The Chancellor is bringing in top economic crime investigators to track down gangs that stole £4.9billion through bogus claims. Experts will also launch spot checks on Whitehall departments to look for weaknesses that could be breached by criminals. Mr Sunak said: “We will chase down fraudsters who rip off the taxpayer.
“This elite squad will ensure the latest counter-fraud techniques are being used to track down criminals.”
He said people were “rightly furious” about how swindlers fleeced the Covid schemes and “we are acting to make sure they pay the price”.
The team, which will be up and running by the summer, will also spot suspicious firms and people seeking Government contracts.
Struggling businesses received Covid bounce-back loans of up to £50,000 at the start of the pandemic.
But there was light-touch regulation to make sure the money was given out quickly.
Former anti-fraud minister Lord Agnew accused the Government of “astonishing complacency” over losing billions of pounds. But he said: “I just want to try and focus on what can still be done.
“Although the trail will go cold the longer this is left, there is still the opportunity to pursue these people.”
Treasury select committee chairman Mel Stride said: “The Government has stated that lots of work on combating fraud is in train, and it places much emphasis on its upcoming Economic Crime Bill.
“However, it appears to dismiss our recommendation for a single law enforcement agency with responsibility for fighting fraud and a single Government department tasked with overall responsibility in this area.”

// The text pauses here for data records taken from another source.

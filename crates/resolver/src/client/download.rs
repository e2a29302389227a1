//! Local file export with overwrite protection.

use std::fs::{File, OpenOptions};
use std::io::{ErrorKind, Write};
use std::path::{Path, PathBuf};

use crate::errors::{CirError, Result};

/// What a download call did.
#[derive(Clone, Debug, PartialEq, Eq)]
pub enum DownloadOutcome {
    /// The payload was written to `path`.
    Written { path: PathBuf, bytes: usize },

    /// The service had no answer; nothing was written.
    NoResult,
}

impl DownloadOutcome {
    pub fn is_written(&self) -> bool {
        matches!(self, Self::Written { .. })
    }
}

/// Fail early when `path` exists and may not be replaced.
pub(crate) fn ensure_writable(path: &Path, overwrite: bool) -> Result<()> {
    if !overwrite && path.exists() {
        return Err(CirError::FileExists {
            path: path.to_path_buf(),
        });
    }
    Ok(())
}

/// Write text so that it ends with exactly one newline.
pub(crate) fn write_text(path: &Path, text: &str, overwrite: bool) -> Result<DownloadOutcome> {
    let content = with_single_trailing_newline(text);
    write_bytes(path, content.as_bytes(), overwrite)
}

/// Write raw bytes. Without `overwrite` the file must not exist yet, even if
/// it appeared after [`ensure_writable`] ran.
pub(crate) fn write_bytes(path: &Path, bytes: &[u8], overwrite: bool) -> Result<DownloadOutcome> {
    let mut file = if overwrite {
        File::create(path)?
    } else {
        OpenOptions::new()
            .write(true)
            .create_new(true)
            .open(path)
            .map_err(|e| match e.kind() {
                ErrorKind::AlreadyExists => CirError::FileExists {
                    path: path.to_path_buf(),
                },
                _ => CirError::Io(e),
            })?
    };
    file.write_all(bytes)?;

    Ok(DownloadOutcome::Written {
        path: path.to_path_buf(),
        bytes: bytes.len(),
    })
}

fn with_single_trailing_newline(text: &str) -> String {
    let mut content = text
        .trim_end_matches(|c| c == '\n' || c == '\r')
        .to_string();
    content.push('\n');
    content
}
//! The representations a [`Molecule`](super::Molecule) can cache.

use std::fmt;
use std::str::FromStr;

use serde::{Deserialize, Serialize};

/// A representation with its own memoized slot on a molecule.
#[derive(Clone, Copy, Debug, PartialEq, Eq, Hash, Serialize, Deserialize)]
#[serde(rename_all = "snake_case")]
pub enum Property {
    #[serde(rename = "stdinchi")]
    StdInchi,
    #[serde(rename = "stdinchikey")]
    StdInchiKey,
    Inchi,
    Smiles,
    Ficts,
    Ficus,
    Uuuuu,
    Hashisy,
    Sdf,
    Names,
    IupacName,
    Cas,
    ChemspiderId,
    Mw,
    Formula,
    HBondDonorCount,
    HBondAcceptorCount,
    HBondCenterCount,
    #[serde(rename = "rule_of_5_violation_count")]
    RuleOf5ViolationCount,
    RotorCount,
    EffectiveRotorCount,
    RingCount,
    RingsysCount,
}

impl Property {
    /// Every property, in slot order.
    pub const ALL: [Property; 23] = [
        Property::StdInchi,
        Property::StdInchiKey,
        Property::Inchi,
        Property::Smiles,
        Property::Ficts,
        Property::Ficus,
        Property::Uuuuu,
        Property::Hashisy,
        Property::Sdf,
        Property::Names,
        Property::IupacName,
        Property::Cas,
        Property::ChemspiderId,
        Property::Mw,
        Property::Formula,
        Property::HBondDonorCount,
        Property::HBondAcceptorCount,
        Property::HBondCenterCount,
        Property::RuleOf5ViolationCount,
        Property::RotorCount,
        Property::EffectiveRotorCount,
        Property::RingCount,
        Property::RingsysCount,
    ];

    pub const COUNT: usize = Self::ALL.len();

    /// The representation name sent to the service.
    pub fn representation(&self) -> &'static str {
        match self {
            Property::StdInchi => "stdinchi",
            Property::StdInchiKey => "stdinchikey",
            Property::Inchi => "inchi",
            Property::Smiles => "smiles",
            Property::Ficts => "ficts",
            Property::Ficus => "ficus",
            Property::Uuuuu => "uuuuu",
            Property::Hashisy => "hashisy",
            Property::Sdf => "sdf",
            Property::Names => "names",
            Property::IupacName => "iupac_name",
            Property::Cas => "cas",
            Property::ChemspiderId => "chemspider_id",
            Property::Mw => "mw",
            Property::Formula => "formula",
            Property::HBondDonorCount => "h_bond_donor_count",
            Property::HBondAcceptorCount => "h_bond_acceptor_count",
            Property::HBondCenterCount => "h_bond_center_count",
            Property::RuleOf5ViolationCount => "rule_of_5_violation_count",
            Property::RotorCount => "rotor_count",
            Property::EffectiveRotorCount => "effective_rotor_count",
            Property::RingCount => "ring_count",
            Property::RingsysCount => "ringsys_count",
        }
    }

    pub(crate) fn slot(&self) -> usize {
        *self as usize
    }
}

impl fmt::Display for Property {
    fn fmt(&self, f: &mut fmt::Formatter<'_>) -> fmt::Result {
        f.write_str(self.representation())
    }
}

impl FromStr for Property {
    type Err = String;

    fn from_str(s: &str) -> std::result::Result<Self, Self::Err> {
        Property::ALL
            .into_iter()
            .find(|p| p.representation() == s)
            .ok_or_else(|| format!("Unknown property: {}", s))
    }
}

He added: “This may be a significant missed opportunity.”
The committee made the suggestions in February, before Vladimir Putin invaded Ukraine.
Since then, the Government has announced several moves to combat economic crime and has launched a series of measures to sanction Russia and its allies.
Meanwhile, Mr Sunak sounded a warning that despite many cash demands on the Treasury, there was a “limit to how much we should be borrowing as a country”. He told parents’ website Mumsnet he “can’t always do everything people want” because it could “make the situation worse”, such as raising interest rates.
The Chancellor also said he was reluctant to borrow more because future generations would have to “pick up the tab”.